Actually, this is somewhere between illumina 1.4 and 1.7, since the multiplex tag is included. I should also mention that it's lane 5, not 1 (it's tile 1). I'm used to seeing the 1101+ tile numbers from the hiseq...

Thanks a ton for this! I tried solexaQA as well, but guess what another weird error I have written in to solexaQA mailing list. awaiting a response.

Well I cannot know for certain whether the file is corrupt. My intuition is that it is not corrupt, as i can open the file perfectly fine in a text editor like emacs or vi.

Dear Mr Ryan, Thanks a ton for all your insights. I am trying to run the grep command and see if it is what you are suggesting. I should have some insights by tomorrow upon greping the data, once i get access to my server. thanks a ton! I will post back tomorrow what i get for this data.

The mystery Deepens

@ Mr Ryan: Tried what you suggested. Turns out it IS pre 1.8

Tried out solexa QA as well. Returns Casava 1.3 as the pipeline used for generating the data.

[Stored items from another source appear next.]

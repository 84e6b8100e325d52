//! Single-tile walk-through
//!
//! Multiplies constant-filled tiles once at the smallest practical geometry
//! (8 rows × 32 bytes) and once at the full palette 1 geometry (16 × 64),
//! printing every buffer.
//!
//! Run with: cargo run --example single_tile

use tilemm::backends;
use tilemm::layout::pack_vnni;
use tilemm::{Backend, MatrixBuffer, Result, TileContext, TiledMatmul};

fn multiply_and_print(
    ctx: &mut TileContext<Box<dyn backends::TileOps>>,
    rows: usize,
    cols: usize,
    depth: usize,
) -> Result<()> {
    let plan = TiledMatmul::single(rows, cols, depth)?;
    plan.prepare(ctx)?;

    let a = MatrixBuffer::<i8>::filled(rows, depth, 2);
    let b = MatrixBuffer::<i8>::filled(depth, cols, 2);
    let mut c = MatrixBuffer::<i32>::new(rows, cols);

    println!("── {rows}×{depth} · {depth}×{cols} ──");
    println!("A:\n{a}");
    println!("B:\n{b}");
    plan.multiply_single(ctx, &a, &pack_vnni(&b)?, &mut c)?;
    println!("C:\n{c}");
    Ok(())
}

fn main() -> Result<()> {
    let backend = Backend::Auto.resolve();
    println!("Backend: {backend:?}\n");

    let mut ctx = TileContext::acquire(backends::create(backend)?)?;
    multiply_and_print(&mut ctx, 8, 8, 32)?;
    multiply_and_print(&mut ctx, 16, 16, 64)?;
    ctx.release();
    Ok(())
}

Now here is where things start to get intriguing. I managed to run fastqc on this data, which is now telling me in the report that Casava 1.5 was used for generating the data. It is differing with the solexaQA. might be a minor difference between the 1.3 and 1.5 which both the tools are not able to pick up. What intrigues me is that, I still cannot run this stupid data using bowtie (which is format independant) OR Bwa. ANd the data is not corrupt, because I have managed to run fastqc. I am looking at a few things in here. WIll keep everyone posted. Is there a website someone knows where I can host these reads? Gdrive maybe? or is there something NGS specific? I am thinking this is a great dataset for ppl troubleshooting NGS programs and wanting to learn about NGS in general, to get started working upon

Google drive, dropbox, copy.com, there are a few option out there for sharing bigger files. What sort of error do you get when you run bowtie? It has an option to tell it how the phred scores were encoded (and anyway, one could always change them with a simple script).

For a bit more understanding of the different FASTQ formats, have a look at the Wikipedia page:



The example sequence in that section looks pretty close to your format.